* What to produce *
Find the line containing "entry.expires_at = self.expires_at;" in the entries below. Restate it and each line after it, word for word, up to and including the line containing "entry.id = id;".

* Data to process *

───

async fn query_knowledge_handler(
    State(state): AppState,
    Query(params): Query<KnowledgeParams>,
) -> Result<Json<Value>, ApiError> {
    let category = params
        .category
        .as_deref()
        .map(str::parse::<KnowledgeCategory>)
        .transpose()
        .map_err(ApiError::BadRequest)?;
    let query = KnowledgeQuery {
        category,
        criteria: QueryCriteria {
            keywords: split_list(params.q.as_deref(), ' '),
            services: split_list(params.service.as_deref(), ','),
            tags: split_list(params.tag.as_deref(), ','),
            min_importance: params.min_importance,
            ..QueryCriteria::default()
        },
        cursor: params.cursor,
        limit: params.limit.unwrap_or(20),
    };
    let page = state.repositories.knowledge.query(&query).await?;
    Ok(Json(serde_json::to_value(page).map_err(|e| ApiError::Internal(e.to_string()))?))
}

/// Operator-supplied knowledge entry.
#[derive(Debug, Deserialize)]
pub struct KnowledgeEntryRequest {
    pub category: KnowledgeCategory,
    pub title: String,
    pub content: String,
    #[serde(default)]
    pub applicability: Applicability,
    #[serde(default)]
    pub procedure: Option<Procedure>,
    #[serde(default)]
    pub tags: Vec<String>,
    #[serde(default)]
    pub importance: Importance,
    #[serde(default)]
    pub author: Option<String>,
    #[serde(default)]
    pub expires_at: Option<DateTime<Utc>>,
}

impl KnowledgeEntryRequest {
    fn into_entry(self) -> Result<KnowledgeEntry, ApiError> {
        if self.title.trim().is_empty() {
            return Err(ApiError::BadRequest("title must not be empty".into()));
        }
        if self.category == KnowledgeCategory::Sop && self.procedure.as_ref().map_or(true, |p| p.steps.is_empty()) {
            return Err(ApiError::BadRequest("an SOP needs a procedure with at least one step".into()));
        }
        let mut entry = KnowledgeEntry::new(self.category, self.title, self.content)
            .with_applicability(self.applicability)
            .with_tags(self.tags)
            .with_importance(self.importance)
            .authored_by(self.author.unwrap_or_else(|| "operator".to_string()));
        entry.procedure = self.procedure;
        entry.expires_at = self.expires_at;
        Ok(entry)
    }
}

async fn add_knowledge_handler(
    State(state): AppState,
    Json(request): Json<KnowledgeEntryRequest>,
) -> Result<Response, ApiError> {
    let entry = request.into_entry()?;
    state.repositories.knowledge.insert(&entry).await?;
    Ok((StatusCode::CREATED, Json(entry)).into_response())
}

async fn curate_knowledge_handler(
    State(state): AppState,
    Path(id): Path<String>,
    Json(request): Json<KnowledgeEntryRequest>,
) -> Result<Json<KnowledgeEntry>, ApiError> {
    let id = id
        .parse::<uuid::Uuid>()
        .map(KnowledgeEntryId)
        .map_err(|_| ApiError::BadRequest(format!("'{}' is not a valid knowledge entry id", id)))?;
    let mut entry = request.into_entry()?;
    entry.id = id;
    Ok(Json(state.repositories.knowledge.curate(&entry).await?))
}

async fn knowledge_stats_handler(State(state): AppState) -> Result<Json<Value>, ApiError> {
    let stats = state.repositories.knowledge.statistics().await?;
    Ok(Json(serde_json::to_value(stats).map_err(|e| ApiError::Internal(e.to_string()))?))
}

───

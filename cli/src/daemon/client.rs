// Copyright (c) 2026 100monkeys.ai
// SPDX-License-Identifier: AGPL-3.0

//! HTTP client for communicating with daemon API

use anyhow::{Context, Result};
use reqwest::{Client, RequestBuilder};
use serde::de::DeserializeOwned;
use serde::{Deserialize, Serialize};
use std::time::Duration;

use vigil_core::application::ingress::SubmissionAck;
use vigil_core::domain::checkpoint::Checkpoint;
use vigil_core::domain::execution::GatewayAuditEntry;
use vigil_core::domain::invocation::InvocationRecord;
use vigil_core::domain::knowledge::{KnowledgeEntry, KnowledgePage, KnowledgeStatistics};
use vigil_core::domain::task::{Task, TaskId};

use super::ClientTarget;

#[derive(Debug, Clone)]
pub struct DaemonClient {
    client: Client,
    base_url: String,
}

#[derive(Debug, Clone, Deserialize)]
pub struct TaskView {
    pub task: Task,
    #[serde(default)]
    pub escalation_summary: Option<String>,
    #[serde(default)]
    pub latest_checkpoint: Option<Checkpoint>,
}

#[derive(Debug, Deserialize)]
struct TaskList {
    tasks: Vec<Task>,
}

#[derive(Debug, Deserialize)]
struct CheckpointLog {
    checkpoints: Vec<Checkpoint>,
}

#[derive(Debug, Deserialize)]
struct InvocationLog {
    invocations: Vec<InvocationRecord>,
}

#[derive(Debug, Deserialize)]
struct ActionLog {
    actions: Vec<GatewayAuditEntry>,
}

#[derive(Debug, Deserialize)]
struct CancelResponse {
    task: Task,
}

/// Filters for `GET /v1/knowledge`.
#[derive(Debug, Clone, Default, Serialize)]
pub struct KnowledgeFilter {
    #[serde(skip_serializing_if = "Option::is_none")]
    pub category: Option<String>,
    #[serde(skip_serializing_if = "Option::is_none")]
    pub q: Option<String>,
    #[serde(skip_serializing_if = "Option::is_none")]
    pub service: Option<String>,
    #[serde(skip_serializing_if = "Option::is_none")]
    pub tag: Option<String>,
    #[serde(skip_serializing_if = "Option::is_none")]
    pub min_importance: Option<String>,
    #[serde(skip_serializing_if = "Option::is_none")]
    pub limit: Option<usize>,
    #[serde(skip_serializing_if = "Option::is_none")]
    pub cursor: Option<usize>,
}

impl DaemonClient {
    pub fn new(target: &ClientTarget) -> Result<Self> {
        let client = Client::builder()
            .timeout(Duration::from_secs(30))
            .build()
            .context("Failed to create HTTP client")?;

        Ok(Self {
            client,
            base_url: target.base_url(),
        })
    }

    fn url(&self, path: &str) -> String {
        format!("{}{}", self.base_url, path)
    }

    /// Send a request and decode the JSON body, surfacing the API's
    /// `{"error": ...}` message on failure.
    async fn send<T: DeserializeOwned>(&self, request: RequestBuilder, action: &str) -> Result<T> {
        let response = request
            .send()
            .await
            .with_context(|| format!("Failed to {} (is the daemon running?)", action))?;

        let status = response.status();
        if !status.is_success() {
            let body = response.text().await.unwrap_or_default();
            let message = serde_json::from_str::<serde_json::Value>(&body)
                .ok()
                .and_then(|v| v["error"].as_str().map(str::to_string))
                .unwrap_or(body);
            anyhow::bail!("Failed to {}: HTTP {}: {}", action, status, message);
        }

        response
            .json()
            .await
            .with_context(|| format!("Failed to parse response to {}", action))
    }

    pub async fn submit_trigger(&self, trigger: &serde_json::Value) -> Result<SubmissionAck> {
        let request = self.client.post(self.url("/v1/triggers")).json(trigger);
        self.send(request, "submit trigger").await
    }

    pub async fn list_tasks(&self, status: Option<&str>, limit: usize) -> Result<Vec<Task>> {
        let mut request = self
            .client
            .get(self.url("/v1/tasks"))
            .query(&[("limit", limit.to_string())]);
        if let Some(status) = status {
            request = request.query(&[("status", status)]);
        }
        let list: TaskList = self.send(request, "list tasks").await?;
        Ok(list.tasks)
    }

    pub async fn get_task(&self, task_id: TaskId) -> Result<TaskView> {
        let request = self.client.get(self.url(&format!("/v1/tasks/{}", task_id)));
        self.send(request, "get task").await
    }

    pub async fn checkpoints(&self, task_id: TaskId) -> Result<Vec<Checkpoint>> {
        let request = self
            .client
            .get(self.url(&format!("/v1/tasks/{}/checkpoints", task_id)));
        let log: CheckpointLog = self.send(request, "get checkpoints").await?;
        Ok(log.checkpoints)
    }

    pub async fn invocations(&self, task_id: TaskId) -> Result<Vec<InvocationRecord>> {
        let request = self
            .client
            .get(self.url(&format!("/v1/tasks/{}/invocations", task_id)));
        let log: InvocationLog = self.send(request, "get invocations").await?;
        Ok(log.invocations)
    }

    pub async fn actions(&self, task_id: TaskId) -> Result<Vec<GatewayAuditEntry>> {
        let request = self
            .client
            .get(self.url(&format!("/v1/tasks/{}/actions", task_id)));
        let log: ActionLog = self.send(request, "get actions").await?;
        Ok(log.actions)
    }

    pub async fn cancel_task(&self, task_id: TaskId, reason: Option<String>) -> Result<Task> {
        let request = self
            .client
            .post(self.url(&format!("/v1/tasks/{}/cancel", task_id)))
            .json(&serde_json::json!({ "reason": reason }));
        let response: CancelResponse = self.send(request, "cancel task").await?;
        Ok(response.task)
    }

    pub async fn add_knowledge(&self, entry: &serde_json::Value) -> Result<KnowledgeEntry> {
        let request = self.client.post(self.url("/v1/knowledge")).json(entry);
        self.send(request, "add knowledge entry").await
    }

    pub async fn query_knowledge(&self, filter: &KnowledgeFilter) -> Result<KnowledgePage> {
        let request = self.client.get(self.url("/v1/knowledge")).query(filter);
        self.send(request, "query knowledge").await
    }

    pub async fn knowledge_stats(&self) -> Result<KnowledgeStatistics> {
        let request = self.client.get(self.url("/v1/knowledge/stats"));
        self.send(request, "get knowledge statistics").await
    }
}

───

* Output of the exercise *
        entry.expires_at = self.expires_at;
        Ok(entry)
    }
}

async fn add_knowledge_handler(
    State(state): AppState,
    Json(request): Json<KnowledgeEntryRequest>,
) -> Result<Response, ApiError> {
    let entry = request.into_entry()?;
    state.repositories.knowledge.insert(&entry).await?;
    Ok((StatusCode::CREATED, Json(entry)).into_response())
}

async fn curate_knowledge_handler(
    State(state): AppState,
    Path(id): Path<String>,
    Json(request): Json<KnowledgeEntryRequest>,
) -> Result<Json<KnowledgeEntry>, ApiError> {
    let id = id
        .parse::<uuid::Uuid>()
        .map(KnowledgeEntryId)
        .map_err(|_| ApiError::BadRequest(format!("'{}' is not a valid knowledge entry id", id)))?;
    let mut entry = request.into_entry()?;
    entry.id = id;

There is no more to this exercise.